Only The Sunny Hours
Contemporary Photography with a Brownie 127

Curated by Cally Trench

Ingrid Jensen

Only The Sunny Hours


Brownie 127 photography by Ingrid Jensen

Ingrid Jensen
Nametag (2015)
Black and white 127 film

Brownie 127 photography by Ingrid Jensen

Ingrid Jensen
Intentions (2015)
Black and white 127 film

Brownie 127 photography by Ingrid Jensen

Ingrid Jensen
More than expected (2015)
Black and white 127 film

Brownie 127 photography by Ingrid Jensen

Ingrid Jensen
Appropriated image, with apologies (2015)
Black and white 127 film

Ingrid Jensen writes: The Brownie 127 interested me more as an object than as a means of taking photographs. An intriguing Cash's nametape that was dangling, partly still stitched to the camera case, led me into a seductive information hunt to find out more about the original owner of the camera. This yielded much more than I expected, and suddenly I felt like a spy or a stalker. So my project shifted towards issues of privacy. Small inconsequential pieces of information can reveal much about a person and their family, and digital technology tempts us into areas of privacy and ethics in ways that were unthinkable in the Brownie 127 era.

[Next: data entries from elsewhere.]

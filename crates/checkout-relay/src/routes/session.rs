use actix_web::{web, HttpResponse};
use serde::Serialize;
use serde_json::Value;

use crate::error::RelayError;
use crate::gateway;
use crate::metrics::{record_session, GATEWAY_LATENCY};
use crate::payload::{Mode, SessionRequest};
use crate::resolve::Credentials;
use crate::routes::read_json_body;
use crate::state::AppState;

/// Successful relay response.
#[derive(Debug, Serialize)]
#[serde(rename_all = "camelCase")]
pub struct RelayResult {
    pub session_id: String,
    /// Generated or caller-supplied id; advanced payloads echo `order.id` as-is
    pub order_id: Value,
    pub amount: String,
    pub status: &'static str,
    pub mode: Mode,
}

async fn do_create_session(body: &Value, state: &AppState) -> Result<RelayResult, RelayError> {
    let credentials = Credentials::resolve(body, &state.config);
    if let Err(e) = credentials.validate() {
        tracing::warn!(error = %e, "rejecting session request");
        return Err(e);
    }

    let mode = Mode::reported(body);
    let request = SessionRequest::from_body(body, &state.config);
    let order_id = request.order_id();

    tracing::info!(
        merchant_id = %credentials.merchant_id,
        order_id = %order_id,
        mode = mode.as_str(),
        payload_mode = request.mode().as_str(),
        "creating checkout session"
    );

    let payload = request.into_payload();

    let timer = GATEWAY_LATENCY.start_timer();
    let result = gateway::create_session(
        &state.http_client,
        &credentials,
        &payload,
        state.config.gateway_timeout,
    )
    .await;
    timer.observe_duration();
    let session = result?;

    tracing::info!(
        session_id = %session.session_id,
        order_id = %order_id,
        "checkout session created"
    );

    // The gateway does not echo the amount, so report what was sent.
    Ok(RelayResult {
        session_id: session.session_id,
        order_id,
        amount: payload.amount(),
        status: "success",
        mode,
    })
}

/// POST / - Create a hosted checkout session
pub async fn create_session(
    payload: web::Payload,
    state: web::Data<AppState>,
) -> Result<HttpResponse, RelayError> {
    let body = read_json_body(payload).await?;
    let mode = Mode::reported(&body);

    match do_create_session(&body, &state).await {
        Ok(result) => {
            record_session(mode.as_str(), "success");
            Ok(HttpResponse::Ok().json(result))
        }
        Err(e) => {
            record_session(mode.as_str(), e.kind());
            Err(e)
        }
    }
}

pub fn configure(cfg: &mut web::ServiceConfig) {
    cfg.route("/", web::post().to(create_session));
}
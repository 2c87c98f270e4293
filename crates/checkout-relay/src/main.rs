use actix_web::{middleware::Logger, web, App, HttpServer};
use tracing_subscriber::{layer::SubscriberExt, util::SubscriberInitExt};

use checkout_relay::{config::RelayConfig, cors::build_cors, routes, state::AppState};

#[tokio::main]
async fn main() -> std::io::Result<()> {
    // Load .env file if present
    dotenvy::dotenv().ok();

    tracing_subscriber::registry()
        .with(
            tracing_subscriber::EnvFilter::try_from_default_env()
                .unwrap_or_else(|_| "info,actix_web=info".into()),
        )
        .with(tracing_subscriber::fmt::layer())
        .init();

    let config = match RelayConfig::from_env() {
        Ok(config) => config,
        Err(e) => {
            tracing::error!("Failed to load configuration: {}", e);
            std::process::exit(1);
        }
    };
    let port = config.port;
    let allowed_origins = config.allowed_origins.clone();

    tracing::info!("Starting checkout-relay on port {}", port);
    tracing::info!("Gateway: {} (API v{})", config.api_base_url, config.api_version);
    tracing::info!("Allowed origins: {:?}", allowed_origins);
    tracing::info!(
        "Default credentials: {}",
        if config.merchant_id.is_some() && config.username.is_some() && config.password.is_some()
        {
            "configured"
        } else {
            "incomplete (per-request credentials required)"
        }
    );

    let state = AppState::new(config).map_err(std::io::Error::other)?;
    let state_data = web::Data::new(state);

    HttpServer::new(move || {
        App::new()
            .app_data(state_data.clone())
            .wrap(build_cors(&allowed_origins))
            .wrap(Logger::default())
            .configure(routes::configure)
            .default_service(web::to(routes::not_found))
    })
    .bind(("0.0.0.0", port))?
    .run()
    .await
}

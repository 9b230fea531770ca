//! Thread-safe in-memory [`KeyValueStore`] for session-scoped values and tests.

// self
use crate::{
	_prelude::*,
	store::{KeyValueStore, StoreError},
};

/// Storage backend that keeps values in-process; nothing survives a restart.
#[derive(Clone, Debug, Default)]
pub struct MemoryStore(Arc<RwLock<HashMap<String, String>>>);
impl MemoryStore {
	/// Returns the number of stored keys.
	pub fn len(&self) -> usize {
		self.0.read().len()
	}

	/// Returns `true` when nothing is stored.
	pub fn is_empty(&self) -> bool {
		self.0.read().is_empty()
	}
}
impl KeyValueStore for MemoryStore {
	fn get(&self, key: &str) -> Result<Option<String>, StoreError> {
		Ok(self.0.read().get(key).cloned())
	}

	fn set(&self, key: &str, value: &str) -> Result<(), StoreError> {
		self.0.write().insert(key.to_owned(), value.to_owned());

		Ok(())
	}

	fn remove(&self, key: &str) -> Result<(), StoreError> {
		self.0.write().remove(key);

		Ok(())
	}
}

#[cfg(test)]
mod tests {
	// self
	use super::*;

	#[test]
	fn clones_share_the_same_map() {
		let store = MemoryStore::default();
		let view = store.clone();

		store.set("auth_token", "abc").expect("Memory store writes should not fail.");

		assert_eq!(
			view.get("auth_token").expect("Memory store reads should not fail."),
			Some("abc".into())
		);

		view.remove("auth_token").expect("Memory store removals should not fail.");

		assert!(store.is_empty());
		view.remove("auth_token").expect("Removing a missing key should succeed.");
	}
}
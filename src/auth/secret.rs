//! Bearer token wrapper that redacts sensitive material.

// self
use crate::{_prelude::*, auth::BEARER_PREFIX};

/// Redacted bearer token keeping credentials out of logs and debug output.
#[derive(Clone, PartialEq, Eq, Serialize, Deserialize)]
pub struct TokenSecret(String);
impl TokenSecret {
	/// Wraps a token string, returning `None` when it is blank.
	pub fn new(value: impl Into<String>) -> Option<Self> {
		let value = value.into();

		if is_blank(&value) { None } else { Some(Self(value)) }
	}

	/// Returns the inner token value. Callers must avoid logging this string.
	pub fn expose(&self) -> &str {
		&self.0
	}

	/// Formats the `Authorization` header value for this token.
	pub fn authorization_value(&self) -> String {
		format!("{BEARER_PREFIX}{}", self.0)
	}
}
impl AsRef<str> for TokenSecret {
	fn as_ref(&self) -> &str {
		self.expose()
	}
}
impl Debug for TokenSecret {
	fn fmt(&self, f: &mut Formatter) -> FmtResult {
		f.debug_tuple("TokenSecret").field(&"<redacted>").finish()
	}
}
impl Display for TokenSecret {
	fn fmt(&self, f: &mut Formatter) -> FmtResult {
		f.write_str("<redacted>")
	}
}

/// Returns `true` for empty or whitespace-only values.
pub fn is_blank(value: &str) -> bool {
	value.trim().is_empty()
}

#[cfg(test)]
mod tests {
	// self
	use super::*;

	#[test]
	fn secret_formatters_redact() {
		let secret = TokenSecret::new("super-secret").expect("Non-blank token should wrap.");

		assert_eq!(format!("{secret:?}"), "TokenSecret(\"<redacted>\")");
		assert_eq!(format!("{secret}"), "<redacted>");
		assert_eq!(secret.authorization_value(), "Bearer super-secret");
	}

	#[test]
	fn blank_tokens_are_rejected() {
		assert!(TokenSecret::new("").is_none());
		assert!(TokenSecret::new("  \t").is_none());
		assert!(is_blank("\n"));
		assert!(!is_blank(" x "));
	}
}
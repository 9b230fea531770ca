//! Authenticated REST session pipeline for versioned JSON backends: bearer token injection,
//! auth-loss recovery, cancellable retries with exponential backoff, and cursor pagination.
//!
//! The crate is organized around an explicit [`pipeline::AuthPipeline`] that owns the session
//! store, the cancellation registry, and the `on_unauthenticated` subscribers. A
//! [`client::ClientFactory`] binds the pipeline to an [`http::HttpTransport`] and hands out
//! [`client::ApiClient`] values in two flavors per base URL: authenticated (interceptors on) and
//! anonymous (interceptors off). List endpoints are flattened by [`pagination::load_all`].

#![deny(clippy::all, missing_docs, unused_crate_dependencies)]

pub mod auth;
pub mod cancel;
pub mod client;
pub mod error;
pub mod http;
pub mod obs;
pub mod pagination;
pub mod pipeline;
pub mod retry;
pub mod service;
pub mod store;
#[cfg(any(test, feature = "test"))]
pub mod _preludet {
	//! Convenience re-exports and helpers for tests; enabled via `cfg(test)` or the `test` crate
	//! feature.

	pub use crate::_prelude::*;

	// std
	use std::collections::VecDeque;
	// self
	use crate::{
		client::{ClientConfig, ClientFactory},
		error::TransportError,
		http::{ApiRequest, ApiResponse, HttpTransport, TransportFuture},
		pipeline::AuthPipeline,
		store::SessionStore,
	};

	/// Outcome queued on a [`ScriptedTransport`].
	#[derive(Debug)]
	pub enum Scripted {
		/// Respond with the given status, headers, and body.
		Respond(ApiResponse),
		/// Fail without a response, as a dropped connection would.
		ConnectionLost,
		/// Fail as a timed out request would.
		TimedOut,
		/// Fail after the response started arriving, as a truncated body would.
		Truncated,
		/// Never resolve; used to keep a request in flight.
		Hang,
	}

	/// In-process [`HttpTransport`] that replays scripted outcomes and records every request.
	///
	/// Once the script is exhausted every further request receives an empty `200` response.
	#[derive(Debug, Default)]
	pub struct ScriptedTransport {
		script: Mutex<VecDeque<Scripted>>,
		seen: Mutex<Vec<ApiRequest>>,
	}
	impl ScriptedTransport {
		/// Creates a transport that replays `script` in order.
		pub fn new(script: impl IntoIterator<Item = Scripted>) -> Self {
			Self { script: Mutex::new(script.into_iter().collect()), seen: Default::default() }
		}

		/// Appends another outcome to the script.
		pub fn push(&self, outcome: Scripted) {
			self.script.lock().push_back(outcome);
		}

		/// Returns a copy of every request observed so far.
		pub fn requests(&self) -> Vec<ApiRequest> {
			self.seen.lock().clone()
		}

		/// Returns how many requests reached the transport.
		pub fn calls(&self) -> usize {
			self.seen.lock().len()
		}
	}
	impl HttpTransport for ScriptedTransport {
		fn execute(&self, request: ApiRequest) -> TransportFuture<'_> {
			self.seen.lock().push(request);

			let next = self.script.lock().pop_front();

			Box::pin(async move {
				match next {
					Some(Scripted::Respond(response)) => Ok(response),
					Some(Scripted::ConnectionLost) =>
						Err(TransportError::network(std::io::Error::new(
							std::io::ErrorKind::ConnectionReset,
							"connection reset by peer",
						))),
					Some(Scripted::TimedOut) => Err(TransportError::timeout(std::io::Error::new(
						std::io::ErrorKind::TimedOut,
						"request timed out",
					))),
					Some(Scripted::Truncated) => Err(TransportError::response(std::io::Error::new(
						std::io::ErrorKind::UnexpectedEof,
						"response body ended early",
					))),
					Some(Scripted::Hang) => std::future::pending().await,
					None => Ok(json_response(200, "{}")),
				}
			})
		}
	}

	/// Builds a JSON [`ApiResponse`] with the provided status and body.
	pub fn json_response(status: u16, body: &str) -> ApiResponse {
		ApiResponse::new(status, body.as_bytes().to_vec())
	}

	/// Builds a client configuration pointing at `base_url` with a 10 ms retry base delay.
	pub fn test_config(base_url: &str) -> ClientConfig {
		ClientConfig::builder(base_url)
			.retry_base_delay(Duration::milliseconds(10))
			.build()
			.expect("Test client configuration should be valid.")
	}

	/// Builds a factory backed by a [`ScriptedTransport`] and an in-memory session store.
	pub fn scripted_factory(
		script: impl IntoIterator<Item = Scripted>,
	) -> (ClientFactory<ScriptedTransport>, Arc<ScriptedTransport>, Arc<AuthPipeline>) {
		let transport = Arc::new(ScriptedTransport::new(script));
		let pipeline = Arc::new(AuthPipeline::new(SessionStore::in_memory()));
		let factory = ClientFactory::new(transport.clone(), pipeline.clone());

		(factory, transport, pipeline)
	}
}

mod _prelude {
	pub use std::{
		collections::{BTreeMap, HashMap, HashSet},
		error::Error as StdError,
		fmt::{Debug, Display, Formatter, Result as FmtResult},
		future::Future,
		pin::Pin,
		sync::Arc,
	};

	pub use async_lock::Mutex as AsyncMutex;
	pub use ::http::{HeaderMap, Method, StatusCode, header};
	pub use parking_lot::{Mutex, RwLock};
	#[cfg(feature = "reqwest")]
	pub use reqwest::{Client as ReqwestClient, Error as ReqwestError};
	pub use serde::{Deserialize, Serialize, de::DeserializeOwned};
	pub use thiserror::Error as ThisError;
	pub use time::{Duration, OffsetDateTime};
	pub use url::Url;

	pub use crate::error::{Error, Result};
}

pub use ::http as http_types;
#[cfg(feature = "reqwest")] pub use reqwest;
pub use url;
#[cfg(test)] use {color_eyre as _, httpmock as _};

Ingrid Jensen's photographs sometimes involve intermediate steps such as another camera and a projector, and in one case taking a photograph of an appropriated photo. Images will be combined into a 3-D work as translucent layers on vertical sheets of perspex sliding in grooves on a horizontal wooden baseplate, allowing the viewer to change both alignment and overlap. Text and image will be anonymised to protect the original camera-owners's privacy.

Ingrid Jensen is caught between the pursuit of understanding, the temptation to make things happen, a stream of ideas, and the lure of materiality. Drawing, sculpture, installation and interactive events are linked by photography. She has studied and worked in the US, Canada and UK as an artist, biologist, curator and teacher, and has an MA (Fine Art) from Central Saint Martins. She exhibits in the UK and overseas, has work in various collections, and is chair of OpenHand OpenSpace studios.